If for example delivery in a gestational surrogacy program takes place in Russia, commissioning parents obtain a Russian birth certificate with both their names on it, as if intended mother delivered herself. Surrogate's name is never mentioned. Genetic relation to the child (in case of donation) doesn't matter, there is no any requirement for the child to be genetically related to at least one of the commissioning parents (like in Ukraine). No adoption is needed.

Problems might occur only in the consulate when parents apply for national documents for their child. Normally consular officers ask no questions. But sometimes certain consulates’ officials (e.g. Germany, Spain, Sweden) suspect that a surrogacy program was arranged and refuse to issue any documents on the grounds that surrogacy is illegal or not regulated in their respective countries.
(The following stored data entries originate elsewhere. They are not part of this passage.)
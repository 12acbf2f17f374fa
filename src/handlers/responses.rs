//! `POST /v1/responses` and `POST /v1/responses/{id}/submit_tool_outputs`
//! (spec §4.6/§4.7) — the unifying endpoint: any configured model, OpenAI or
//! Anthropic upstream, translated through the unified pivot and re-emitted
//! as the Responses event vocabulary (`translate::stream`).
//!
//! A turn that ends in `response.required_action` closes its SSE stream
//! there; the client resumes with a fresh request to `submit_tool_outputs`,
//! which runs the next turn against the same session's accumulated history
//! and opens a new stream. `session::deliver_tool_outputs` and
//! `ResponseSession::output_tx` remain available for a future variant that
//! holds the original connection open across the tool call instead.

use std::convert::Infallible;
use std::time::Duration;

use async_stream::stream;
use axum::extract::{Path, State};
use axum::http::HeaderMap;
use axum::response::sse::{Event, KeepAlive};
use axum::response::{IntoResponse, Response, Sse};
use axum::Json;
use serde::Deserialize;
use serde_json::json;

use crate::error::GatewayError;
use crate::handlers::pipeline::{self, Admission};
use crate::model::{LedgerDirection, LedgerEntry, TokenUsage};
use crate::provider::UpstreamAdapter;
use crate::redact::redact_text;
use crate::session::check_duplicate_tool_calls;
use crate::state::AppState;
use crate::telemetry::track_http_metrics;
use crate::translate::anthropic::chat_to_anthropic;
use crate::translate::openai_chat::{ChatCompletionRequest, ChatMessage};
use crate::translate::responses::{flatten_tools, lift_response_format, responses_input_to_unified, unified_to_chat_wire, ResponsesRequest};
use crate::translate::stream::{to_sse_payload, ResponseStreamTranslator};
use crate::translate::unified::{UnifiedContent, UnifiedMessage, UnifiedRole, UnifiedTool};
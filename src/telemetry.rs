use metrics_exporter_prometheus::{PrometheusBuilder, PrometheusHandle};
use opentelemetry::trace::TracerProvider;
use opentelemetry_otlp::WithExportConfig;
use opentelemetry_sdk::{propagation::TraceContextPropagator, trace as sdktrace, Resource};
use tracing_opentelemetry::OpenTelemetryLayer;
use tracing_subscriber::{fmt, layer::SubscriberExt, util::SubscriberInitExt, EnvFilter};

pub fn init_tracing(cfg: &crate::config::AppConfig) {
    let env_filter = EnvFilter::try_from_default_env()
        .unwrap_or_else(|_| EnvFilter::new("info,tower_http=info,axum::rejection=trace"));
    opentelemetry::global::set_text_map_propagator(TraceContextPropagator::new());

    if let Some(layer) = build_otel_layer(cfg) {
        tracing_subscriber::registry()
            .with(layer)
            .with(fmt::layer().with_target(false).json())
            .with(env_filter.clone())
            .init();
    } else {
        tracing_subscriber::registry()
            .with(fmt::layer().with_target(false).json())
            .with(env_filter)
            .init();
    }
}

pub fn init_metrics() -> anyhow::Result<PrometheusHandle> {
    let builder = PrometheusBuilder::new();
    let handle = builder.install_recorder()?;
    Ok(handle)
}

pub fn track_http_metrics(route: &str, model: &str, request_id: &str) {
    metrics::counter!(
        "http_requests_total",
        "route" => route.to_string(),
        "model" => model.to_string()
    )
    .increment(1);
    metrics::gauge!("inflight_requests").increment(1.0);
    // Drop gauge when request completes would require middleware; MVP keeps it simple.
    let _ = request_id; // suppress unused
}

fn build_otel_layer(
    cfg: &crate::config::AppConfig,
) -> Option<OpenTelemetryLayer<tracing_subscriber::Registry, sdktrace::Tracer>> {
    let endpoint = cfg.otlp_endpoint.as_deref()?;
    let mut exporter_builder = opentelemetry_otlp::SpanExporter::builder().with_http();
    exporter_builder = exporter_builder.with_endpoint(endpoint.to_string());
    let exporter = match exporter_builder.build() {
        Ok(exporter) => exporter,
        Err(err) => {
            eprintln!("failed to build otlp exporter: {err}");
            return None;
        }
    };

    tracing::info!("otlp http exporter enabled -> {}", endpoint);

    let resource = Resource::builder()
        .with_service_name(cfg.service_name.clone())
        .build();

    let provider = sdktrace::SdkTracerProvider::builder()
        .with_resource(resource)
        .with_batch_exporter(exporter)
        .build();

    let tracer = provider.tracer(cfg.service_name.clone());
    opentelemetry::global::set_tracer_provider(provider);

    Some(tracing_opentelemetry::layer().with_tracer(tracer))
}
To address the issue the parents should make an apostille according to the Hague Convention of Oct. 05th, 1961. When it's made, the legal fact of the childbirth and the origin of the child established by Russian authorities should be recognized automatically in any country that signed this convention. Legal facts can be established only once.

So apostille makes the whole issue just paper work. It will have nothing to do with surrogacy anymore. The question is not if a surrogacy program was performed or not. It's whether a foreign birth certificate with an apostille is valid or not in a country where the intended parents come from. And the answer to this question is always positive – yes, it's valid - if their country signed the convention.

In our seven years experience of registering children born to foreigners through surrogacy in Russia and Ukraine there hasn't been a single case when the parents were unable to return home with their new born, it was just an issue of time (3,5 weeks as longest) and how stubborn the consular officers were. In the worst case intended parents from Spain filed a suite for the European court of Human rights, this only fact resolved the issue and they got the documents the next day.

Of course any delays in issuing travel documents for new born children are against children's best interests, against a number of international conventions. It's a discrimination against children's rights and can't be tolerated. Children should not suffer from laws that are not perfect and from incompetence of consular officers, can't get caught in limbo. Intended parents should be informed about their rights, international conventions and existing law-applying practice.

When choosing a destination for surrogacy, intended parents should get to know whether this country signed the Hague convention of Oct. 05th, 1961. A consultation of a lawyer specialized in reproductive and family law is strongly recommended.